Retour « à avant Mai-68 »

Sur la route empruntée par la France, les virages ont été nombreux. Et celui d’aujourd’hui serait le signe d’une « génération des boomers qui a décidé de se replier sur elle-même ». Dit autrement, selon Philippe Moreau-Chevrolet, une volonté de retour « à avant Mai-68. Ce discours rappelle ceux qu’on entendant dans les années 1960. Peut-être est-ce cela, au fond : la volonté de refermer la parenthèse 1968 ».

Une volonté déjà fermement exprimée, sans parvenir à la mettre en œuvre, par Nicolas Sarkozy, lequel avait déclaré vouloir « liquider » l’héritage de Mai-68. On retrouve encore le discours de vieux tenu par un jeune, qui flatte les souvenirs des plus anciens : « La nostalgie devient un courant politique », observe le politologue.

Aussi, en faisant de « l’autorité la condition de l’émancipation des jeunes », comme il le disait ce jeudi, Gabriel Attal traduit une prise de pouvoir de la « frange conservatrice du macronisme au détriment de la libérale. Le “en même temps” est mort depuis quelque temps », poursuit Philippe Moreau-Chevrolet.

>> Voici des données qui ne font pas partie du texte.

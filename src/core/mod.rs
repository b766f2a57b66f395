//! 核心编排层：错误类型、回合编排、会话监管、任务调度

pub mod error;
pub mod orchestrator;
pub mod session_supervisor;
pub mod task_scheduler;

pub use error::AgentError;
pub use orchestrator::MemoryModule;
pub use session_supervisor::SessionSupervisor;
pub use task_scheduler::TaskScheduler;
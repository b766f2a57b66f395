//! 回合存储：会话内的规范对话状态
//!
//! 同一时刻至多一个非终态回合；回合号从 1 开始连续递增；消息时间戳严格单调。
//! 底层持有本会话的 ContextMemoryStore（快照 / 摘要）。

use std::collections::HashMap;

use chrono::{DateTime, Duration, Utc};
use serde::{Deserialize, Serialize};

use crate::core::AgentError;
use crate::memory::{
    ContextMemoryExport, ContextMemoryStore, Message, ThinkingRound, ToolCallResult, Turn,
    TurnStatus,
};

/// 会话完整导出：回合序列 + 上下文存储 + 工具用量
#[derive(Clone, Debug, Serialize, Deserialize)]
pub struct SessionExport {
    pub session_id: String,
    pub turns: Vec<Turn>,
    pub context: ContextMemoryExport,
    /// 按工具名累计的派发次数；参数校验失败等未派发的调用不计入，无法从 turns 反推
    #[serde(default)]
    pub tool_usage: HashMap<String, u32>,
}

#[derive(Debug)]
pub struct TurnMemoryStore {
    session_id: String,
    turns: Vec<Turn>,
    context: ContextMemoryStore,
    last_timestamp: Option<DateTime<Utc>>,
}

impl TurnMemoryStore {
    pub fn new(session_id: impl Into<String>) -> Self {
        Self {
            session_id: session_id.into(),
            turns: Vec::new(),
            context: ContextMemoryStore::new(),
            last_timestamp: None,
        }
    }

    pub fn session_id(&self) -> &str {
        &self.session_id
    }

    /// 开启新回合；已有非终态回合时失败
    pub fn start_turn(
        &mut self,
        workspace_context: impl Into<String>,
        task_context: Option<String>,
    ) -> Result<Turn, AgentError> {
        if let Some(open) = self.current_turn() {
            return Err(AgentError::TurnAlreadyActive {
                turn_number: open.turn_number,
                status: open.status,
            });
        }
        let turn_number = self.turns.last().map(|t| t.turn_number + 1).unwrap_or(1);
        let turn = Turn::new(turn_number, workspace_context.into(), task_context);
        tracing::info!(session = %self.session_id, turn = turn_number, "turn started");
        self.turns.push(turn.clone());
        Ok(turn)
    }

    /// 追加消息到当前回合，并盖上单调递增的时间戳
    pub fn add_message(&mut self, mut message: Message) -> Result<Message, AgentError> {
        message.timestamp = self.next_timestamp();
        let turn = self.current_turn_mut()?;
        turn.messages.push(message.clone());
        Ok(message)
    }

    pub fn begin_thinking(&mut self) -> Result<(), AgentError> {
        self.transition_current(TurnStatus::Thinking)
    }

    pub fn begin_acting(&mut self) -> Result<(), AgentError> {
        self.transition_current(TurnStatus::Acting)
    }

    pub fn record_thinking_rounds(&mut self, rounds: Vec<ThinkingRound>) -> Result<(), AgentError> {
        self.current_turn_mut()?.thinking_rounds.extend(rounds);
        Ok(())
    }

    pub fn record_tool_results(&mut self, results: Vec<ToolCallResult>) -> Result<(), AgentError> {
        self.current_turn_mut()?.tool_results.extend(results);
        Ok(())
    }

    /// 完成回合。
    ///
    /// 若 turn_id 是最近一个回合且已处于终态，仅记录警告；若 turn_id 指向其他回合（旧回合或未知 id），
    /// 属于调用方编程错误，返回 TurnMismatch。
    pub fn complete_turn(&mut self, turn_id: &str) -> Result<(), AgentError> {
        self.close_turn(turn_id, TurnStatus::Completed, None)
    }

    pub fn abort_turn(&mut self, turn_id: &str, reason: impl Into<String>) -> Result<(), AgentError> {
        self.close_turn(turn_id, TurnStatus::Aborted, Some(reason.into()))
    }

    fn close_turn(
        &mut self,
        turn_id: &str,
        status: TurnStatus,
        reason: Option<String>,
    ) -> Result<(), AgentError> {
        let session_id = self.session_id.clone();
        let last = self.turns.last().ok_or(AgentError::NoActiveTurn)?;
        if last.id != turn_id {
            return Err(AgentError::TurnMismatch {
                requested: turn_id.to_string(),
                current: last.id.clone(),
            });
        }
        if last.is_terminal() {
            tracing::warn!(
                session = %session_id,
                turn = last.turn_number,
                status = %last.status,
                "turn already closed, ignoring"
            );
            return Ok(());
        }

        // 校验通过后才推进时钟
        let ended_at = self.next_timestamp();
        let last = self.turns.last_mut().ok_or(AgentError::NoActiveTurn)?;
        last.status = status;
        last.ended_at = Some(ended_at);
        last.abort_reason = reason;
        tracing::info!(session = %session_id, turn = last.turn_number, status = %status, "turn closed");
        Ok(())
    }

    fn transition_current(&mut self, next: TurnStatus) -> Result<(), AgentError> {
        let turn = self.current_turn_mut()?;
        if !turn.status.can_transition_to(next) {
            return Err(AgentError::InvalidTransition {
                from: turn.status,
                to: next,
            });
        }
        tracing::debug!(turn = turn.turn_number, from = %turn.status, to = %next, "turn transition");
        turn.status = next;
        Ok(())
    }

    /// 所有回合的消息按回合号顺序拼接
    pub fn get_all_messages(&self) -> Vec<Message> {
        self.turns
            .iter()
            .flat_map(|t| t.messages.iter().cloned())
            .collect()
    }

    /// 当前非终态回合
    pub fn current_turn(&self) -> Option<&Turn> {
        self.turns.last().filter(|t| !t.is_terminal())
    }

    fn current_turn_mut(&mut self) -> Result<&mut Turn, AgentError> {
        match self.turns.last_mut() {
            Some(t) if !t.is_terminal() => Ok(t),
            Some(t) => Err(AgentError::TurnClosed(t.turn_number)),
            None => Err(AgentError::NoActiveTurn),
        }
    }

    pub fn get_turn(&self, turn_number: u32) -> Option<&Turn> {
        self.turns.iter().find(|t| t.turn_number == turn_number)
    }

    pub fn last_turn(&self) -> Option<&Turn> {
        self.turns.last()
    }

    pub fn turns(&self) -> &[Turn] {
        &self.turns
    }

    pub fn context(&self) -> &ContextMemoryStore {
        &self.context
    }

    pub fn context_mut(&mut self) -> &mut ContextMemoryStore {
        &mut self.context
    }

    pub fn export(&self) -> SessionExport {
        SessionExport {
            session_id: self.session_id.clone(),
            turns: self.turns.clone(),
            context: self.context.export(),
            tool_usage: HashMap::new(),
        }
    }

    /// 从导出恢复会话（先清空再加载）
    pub fn import(&mut self, blob: SessionExport) {
        self.session_id = blob.session_id;
        self.last_timestamp = blob
            .turns
            .iter()
            .flat_map(|t| t.messages.iter().map(|m| m.timestamp).chain(t.ended_at))
            .max();
        self.turns = blob.turns;
        self.context.import(blob.context);
    }

    fn next_timestamp(&mut self) -> DateTime<Utc> {
        let now = Utc::now();
        let ts = match self.last_timestamp {
            Some(last) if now <= last => last + Duration::microseconds(1),
            _ => now,
        };
        self.last_timestamp = Some(ts);
        ts
    }
}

Reste à savoir si électoralement, ce sera payant. Le risque pour la macronie serait de faire glisser une partie de l’électorat vers les socialistes de Raphaël Glucksmann, qui les talonnent dans les sondages pour les européennes. « Et pour les jeunes qui votent RN, je ne suis pas sûr de l’effet », doute le spécialiste. Sauf « à leur préparer idéologiquement le terrain pour 2027 ».